How to read a particular HTML tag/DOM Object from HTML content

Panda_Rentals · June 13, 2024, 5:40am

Goal:
Read an HTML string, find a particular node using some kind of query like I would do in javascript with document.queryElement or with XPATH, or any other language. I need to get the exact node.

Tried:
ChatGPT: Too non deterministic. I get different results with same prompt and input
Convert to Text, then use regular expressions: I get results from wrong places, cannot add more logic to refine.

ideal solution: Convert HTML to XML, then use XPATH. Or execute javascript code.

Non acceptable solutions: Invoke a paid service to convert HTML to XML. I expect built in modules to resolve this.

samliew · June 13, 2024, 8:24am

You can either use the Text Parser “Match Pattern” module, or the XML “Perform XPath Query” module. If you can’t do it then it’s probably a misconfiguration, or too advanced for you.

Alternatively,
For web scraping, some apps you can use are ScrapingBee and ScrapeNinja to get content from the page.

I’ve used ScrapeNinja, and you can use jQuery-like selectors there in the extractor function.

ScrapeNinja also can run the page in a web-browser so it closely emulates what users see, as opposed to just the raw page HTML fetched from the HTTP module.

If you want an example, take a look at Grab data from page and url - #5 by samliew

samliew – request private consultation

Join the Make Fans Discord server to chat with other makers!

Panda_Rentals · June 13, 2024, 12:05pm

I’ve tried the Match Pattern and I’m obtaining results, but unreliable.
For instance, I need to match a date, but sometimes the HTML contains several dates in different places, and It’s impossible to identify which match result is the one I need (regex is not enough to get the context).
If I could convert the HTML to XML, I would definitely use xpath. But I can’t find a module to convert HTML to XML (I would use XLST if I had to do it myself, but there is no XSLT module either)

samliew · June 13, 2024, 12:17pm

If you need further assistance, please provide the following:

1. Screenshots of module fields and filters

Please share screenshots of relevant module fields and filters in question? It would really help other community members to see what you’re looking at.

You can upload images here using the Upload icon in the text editor:

2. Scenario blueprint

Please export the scenario blueprint file to allow others to view the mappings and settings.

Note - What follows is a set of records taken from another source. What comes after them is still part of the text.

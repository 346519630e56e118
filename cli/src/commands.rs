//! CLI Commands

use anyhow::Context;
use rehydra_core::{reducer, Action, PersistEvent, Reducer, StateContainer, StateMap};
use rehydra_persist::{listener, persist_store, KeyCodec, Mediator};
use rehydra_state::{create_store, open_store, SharedDurableStore, SharedStore};
use serde_json::Value;
use std::sync::Arc;
use tracing::{debug, info, warn};

use crate::config::CliConfig;

/// Action merging its payload object into the state
pub const SET_ACTION: &str = "SET";

/// Action removing the listed fields from the state
pub const UNSET_ACTION: &str = "UNSET";

/// Reducer for the command line session
pub fn session_reducer() -> Reducer {
    reducer(|mut state, action| {
        match (action.kind.as_str(), &action.payload) {
            (SET_ACTION, Value::Object(fields)) => {
                for (field, value) in fields {
                    state.insert(field.clone(), value.clone());
                }
            }
            (UNSET_ACTION, Value::Array(fields)) => {
                for field in fields.iter().filter_map(Value::as_str) {
                    state.remove(field);
                }
            }
            _ => {}
        }
        state
    })
}

/// Parse a value argument as JSON, falling back to a plain string
pub fn parse_value(raw: &str) -> Value {
    serde_json::from_str(raw).unwrap_or_else(|_| Value::String(raw.to_string()))
}

/// A container, a durable store, and the mediator between them
pub struct Session {
    container: SharedStore,
    store: SharedDurableStore,
    mediator: Arc<Mediator>,
    codec: KeyCodec,
}

impl Session {
    /// Open the store, attach the mediator, and wait for the restore
    pub async fn open(config: &CliConfig) -> anyhow::Result<Self> {
        let store = open_store(&config.storage).context("opening durable store")?;
        let codec = KeyCodec::new(config.persist.prefix.clone());

        // Fields only known to the store still need a slot to be restored into
        let mut defaults = config.defaults.clone();
        for key in store.all_keys().await? {
            if let Ok(field) = codec.decode_key(&key) {
                defaults.entry(field.to_string()).or_insert(Value::Null);
            }
        }
        let container = create_store(session_reducer(), defaults);

        let mediator = persist_store(
            container.clone(),
            store.clone(),
            session_reducer(),
            config.persist.clone(),
        )?;
        mediator.add_event_listener(
            PersistEvent::Save,
            listener(|payload| {
                let fields: Vec<&String> = payload.keys().collect();
                debug!(?fields, "Saved fields");
            }),
        );

        mediator.wait_ready().await;
        if mediator.is_restored() {
            info!("Restored state ({} fields)", container.get_state().len());
        } else {
            warn!("Restore failed, continuing from defaults");
        }

        Ok(Self {
            container,
            store,
            mediator,
            codec,
        })
    }

    pub fn state(&self) -> StateMap {
        self.container.get_state()
    }

    pub fn get(&self, field: &str) -> Option<Value> {
        self.container.get_state().get(field).cloned()
    }

    /// Set fields and wait until the resulting save has run
    pub async fn set(&self, fields: StateMap) -> anyhow::Result<()> {
        self.container
            .dispatch(Action::new(SET_ACTION, Value::Object(fields)));
        self.mediator.flush().await?;
        Ok(())
    }

    /// Remove fields from the state and delete their stored entries
    pub async fn unset(&self, fields: &[String]) -> anyhow::Result<()> {
        let payload = Value::Array(fields.iter().cloned().map(Value::String).collect());
        self.container.dispatch(Action::new(UNSET_ACTION, payload));
        self.mediator
            .remove(fields)
            .await
            .context("removing stored fields")?;
        Ok(())
    }

    /// Raw durable entries under this session's prefix
    pub async fn entries(&self) -> anyhow::Result<Vec<(String, String)>> {
        let keys: Vec<String> = self
            .store
            .all_keys()
            .await?
            .into_iter()
            .filter(|key| self.codec.owns(key))
            .collect();

        let values = self.store.multi_get(&keys).await?;
        Ok(values
            .into_iter()
            .filter_map(|(key, value)| value.map(|v| (key, v)))
            .collect())
    }

    pub async fn purge(&self) -> anyhow::Result<()> {
        self.mediator.purge().await?;
        Ok(())
    }

    /// Drain pending work before exit
    pub async fn close(self) -> anyhow::Result<()> {
        self.mediator.flush().await?;
        Ok(())
    }
}

#[cfg(test)]
mod tests {
    use super::*;
    use rehydra_core::{PersistConfig, StorageConfig};
    use serde_json::json;
    use tempfile::TempDir;

    fn config(path: &std::path::Path) -> CliConfig {
        let mut defaults = StateMap::new();
        defaults.insert("theme".into(), json!("light"));
        defaults.insert("volume".into(), json!(5));

        CliConfig {
            persist: PersistConfig::default().with_whitelist(["theme", "volume"]),
            storage: StorageConfig::sled(path),
            defaults,
        }
    }

    #[test]
    fn test_parse_value() {
        assert_eq!(parse_value("42"), json!(42));
        assert_eq!(parse_value("[1,2]"), json!([1, 2]));
        assert_eq!(parse_value("dark"), json!("dark"));
        assert_eq!(parse_value("\"quoted\""), json!("quoted"));
    }

    #[test]
    fn test_session_reducer() {
        let reduce = session_reducer();
        let mut state = StateMap::new();
        state.insert("a".into(), json!(1));

        let state = reduce(state, &Action::new(SET_ACTION, json!({"b": 2})));
        let state = reduce(state, &Action::new(UNSET_ACTION, json!(["a"])));

        assert_eq!(Value::Object(state), json!({"b": 2}));
    }

    #[tokio::test]
    async fn test_session_persists_between_runs() {
        let tmp = TempDir::new().unwrap();
        let config = config(&tmp.path().join("db"));

        {
            let session = Session::open(&config).await.unwrap();
            let mut fields = StateMap::new();
            fields.insert("theme".into(), json!("dark"));
            fields.insert("scratch".into(), json!("not persisted"));
            session.set(fields).await.unwrap();

            let entries = session.entries().await.unwrap();
            assert_eq!(
                entries,
                vec![
                    ("reduxPersist:theme".to_string(), "\"dark\"".to_string()),
                    ("reduxPersist:volume".to_string(), "5".to_string()),
                ]
            );
            session.close().await.unwrap();
        }

        // A field missing from the defaults is still restored
        let mut fewer = config.clone();
        fewer.defaults.remove("volume");
        let session = Session::open(&fewer).await.unwrap();
        assert_eq!(session.get("theme"), Some(json!("dark")));
        assert_eq!(session.get("volume"), Some(json!(5)));
        assert_eq!(session.get("scratch"), None);

        session.purge().await.unwrap();
        assert!(session.entries().await.unwrap().is_empty());
    }

    #[tokio::test]
    async fn test_unset_is_not_restored_by_next_session() {
        let tmp = TempDir::new().unwrap();
        let config = config(&tmp.path().join("db"));

        {
            let session = Session::open(&config).await.unwrap();
            let mut fields = StateMap::new();
            fields.insert("theme".into(), json!("dark"));
            session.set(fields).await.unwrap();
            session.close().await.unwrap();
        }

        {
            let session = Session::open(&config).await.unwrap();
            assert_eq!(session.get("theme"), Some(json!("dark")));

            session.unset(&["theme".to_string()]).await.unwrap();
            assert_eq!(session.get("theme"), None);
            assert_eq!(
                session.entries().await.unwrap(),
                vec![("reduxPersist:volume".to_string(), "5".to_string())]
            );
            session.close().await.unwrap();
        }

        // Back to the configured default, not the old stored value
        let session = Session::open(&config).await.unwrap();
        assert_eq!(session.get("theme"), Some(json!("light")));
    }
}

At the bottom of the scenario editor, you can click on the three dots to find the Export Blueprint menu item.

^{(Note: Exporting your scenario will not include private information or keys to your connections)}

Uploading it here will look like this:

blueprint.json (12.3 KB)

3. And most importantly, Input/Output bundles

Please provide the input and output bundles of the trigger/iterator/aggregator modules by running the scenario (or get from the scenario History tab), then click the white speech bubble on the top-right of each module and select “Download input/output bundles”.

A.

Save each bundle contents in your text editor as a bundle.txt file, and upload it here into this discussion thread.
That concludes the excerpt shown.